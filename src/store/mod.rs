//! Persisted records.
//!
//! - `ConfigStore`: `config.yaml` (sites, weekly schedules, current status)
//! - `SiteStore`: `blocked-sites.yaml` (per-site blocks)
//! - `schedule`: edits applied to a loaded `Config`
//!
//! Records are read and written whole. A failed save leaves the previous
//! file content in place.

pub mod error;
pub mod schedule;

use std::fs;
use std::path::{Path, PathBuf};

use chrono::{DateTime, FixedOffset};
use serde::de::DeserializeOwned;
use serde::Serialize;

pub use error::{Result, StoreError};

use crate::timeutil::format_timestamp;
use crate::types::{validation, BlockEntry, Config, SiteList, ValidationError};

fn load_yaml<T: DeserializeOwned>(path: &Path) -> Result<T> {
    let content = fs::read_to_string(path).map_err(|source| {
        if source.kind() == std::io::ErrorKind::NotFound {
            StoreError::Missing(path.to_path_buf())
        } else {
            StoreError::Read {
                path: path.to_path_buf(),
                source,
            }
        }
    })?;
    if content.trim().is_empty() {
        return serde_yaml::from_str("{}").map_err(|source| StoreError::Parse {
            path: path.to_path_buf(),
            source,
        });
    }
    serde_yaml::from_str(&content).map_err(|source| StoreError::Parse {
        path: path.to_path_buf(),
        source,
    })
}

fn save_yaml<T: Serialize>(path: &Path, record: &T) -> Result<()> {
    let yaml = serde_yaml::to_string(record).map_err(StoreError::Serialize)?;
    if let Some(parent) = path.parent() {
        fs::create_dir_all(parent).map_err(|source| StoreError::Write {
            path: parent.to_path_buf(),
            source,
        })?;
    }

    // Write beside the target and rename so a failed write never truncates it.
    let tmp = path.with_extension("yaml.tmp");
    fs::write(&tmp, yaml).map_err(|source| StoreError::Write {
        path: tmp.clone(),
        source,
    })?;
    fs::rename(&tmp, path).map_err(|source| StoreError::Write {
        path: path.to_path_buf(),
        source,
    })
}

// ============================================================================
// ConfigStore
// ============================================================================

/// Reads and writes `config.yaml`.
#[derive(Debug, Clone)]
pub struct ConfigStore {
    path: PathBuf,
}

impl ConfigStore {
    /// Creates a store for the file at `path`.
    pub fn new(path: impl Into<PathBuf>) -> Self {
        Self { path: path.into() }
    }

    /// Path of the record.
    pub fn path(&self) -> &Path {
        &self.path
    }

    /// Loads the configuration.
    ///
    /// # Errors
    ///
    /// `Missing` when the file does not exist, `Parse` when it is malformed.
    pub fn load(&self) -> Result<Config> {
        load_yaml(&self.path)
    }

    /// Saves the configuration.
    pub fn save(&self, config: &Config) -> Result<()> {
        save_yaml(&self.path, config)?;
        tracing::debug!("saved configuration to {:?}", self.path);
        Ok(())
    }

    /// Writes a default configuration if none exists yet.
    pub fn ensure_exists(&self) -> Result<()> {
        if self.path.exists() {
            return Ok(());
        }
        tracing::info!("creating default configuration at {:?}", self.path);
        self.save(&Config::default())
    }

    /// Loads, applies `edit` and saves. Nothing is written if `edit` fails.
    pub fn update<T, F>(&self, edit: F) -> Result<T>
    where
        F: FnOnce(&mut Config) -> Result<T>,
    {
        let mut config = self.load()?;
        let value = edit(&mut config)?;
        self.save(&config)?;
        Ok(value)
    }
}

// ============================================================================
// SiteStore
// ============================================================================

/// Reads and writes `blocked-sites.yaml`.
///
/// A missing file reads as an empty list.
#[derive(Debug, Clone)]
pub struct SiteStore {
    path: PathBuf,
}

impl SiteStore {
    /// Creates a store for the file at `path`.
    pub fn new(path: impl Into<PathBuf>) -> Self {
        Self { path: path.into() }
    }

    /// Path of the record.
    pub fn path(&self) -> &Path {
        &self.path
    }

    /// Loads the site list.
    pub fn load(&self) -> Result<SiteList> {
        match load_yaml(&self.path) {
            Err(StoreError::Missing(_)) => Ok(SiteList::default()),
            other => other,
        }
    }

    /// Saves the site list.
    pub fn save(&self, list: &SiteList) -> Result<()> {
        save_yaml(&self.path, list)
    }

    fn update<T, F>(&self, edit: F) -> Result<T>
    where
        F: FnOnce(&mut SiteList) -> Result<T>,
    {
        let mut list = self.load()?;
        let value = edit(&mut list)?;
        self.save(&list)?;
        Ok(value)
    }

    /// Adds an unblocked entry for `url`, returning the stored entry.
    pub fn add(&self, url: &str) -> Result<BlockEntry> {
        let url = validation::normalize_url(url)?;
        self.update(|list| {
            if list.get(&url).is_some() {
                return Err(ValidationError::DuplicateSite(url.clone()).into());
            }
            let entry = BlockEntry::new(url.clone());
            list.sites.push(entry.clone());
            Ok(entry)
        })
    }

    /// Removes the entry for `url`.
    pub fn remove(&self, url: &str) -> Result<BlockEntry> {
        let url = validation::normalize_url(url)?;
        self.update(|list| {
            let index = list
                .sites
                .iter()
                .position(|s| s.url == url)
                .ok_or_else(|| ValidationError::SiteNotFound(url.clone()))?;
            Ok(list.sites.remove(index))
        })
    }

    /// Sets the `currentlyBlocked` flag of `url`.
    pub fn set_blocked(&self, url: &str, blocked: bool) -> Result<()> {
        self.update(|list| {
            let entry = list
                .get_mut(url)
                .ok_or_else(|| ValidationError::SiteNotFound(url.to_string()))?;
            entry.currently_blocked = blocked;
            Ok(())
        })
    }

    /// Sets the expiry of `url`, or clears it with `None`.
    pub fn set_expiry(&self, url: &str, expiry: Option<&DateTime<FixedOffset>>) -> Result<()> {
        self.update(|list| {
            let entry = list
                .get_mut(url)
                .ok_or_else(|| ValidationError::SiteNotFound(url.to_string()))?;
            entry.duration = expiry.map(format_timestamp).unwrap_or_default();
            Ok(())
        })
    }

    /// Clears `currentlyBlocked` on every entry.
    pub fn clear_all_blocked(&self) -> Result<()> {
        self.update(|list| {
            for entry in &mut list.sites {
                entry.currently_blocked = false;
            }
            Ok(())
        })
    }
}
-- -- --
EXERCISE DETAILS → In which lines of the material above does the string "StoreError" occur? Copy them all.

RESULT OF THIS TASK →
pub use error::{Result, StoreError};
            StoreError::Missing(path.to_path_buf())
            StoreError::Read {
        return serde_yaml::from_str("{}").map_err(|source| StoreError::Parse {
    serde_yaml::from_str(&content).map_err(|source| StoreError::Parse {
    let yaml = serde_yaml::to_string(record).map_err(StoreError::Serialize)?;
        fs::create_dir_all(parent).map_err(|source| StoreError::Write {
    fs::write(&tmp, yaml).map_err(|source| StoreError::Write {
    fs::rename(&tmp, path).map_err(|source| StoreError::Write {
            Err(StoreError::Missing(_)) => Ok(SiteList::default()),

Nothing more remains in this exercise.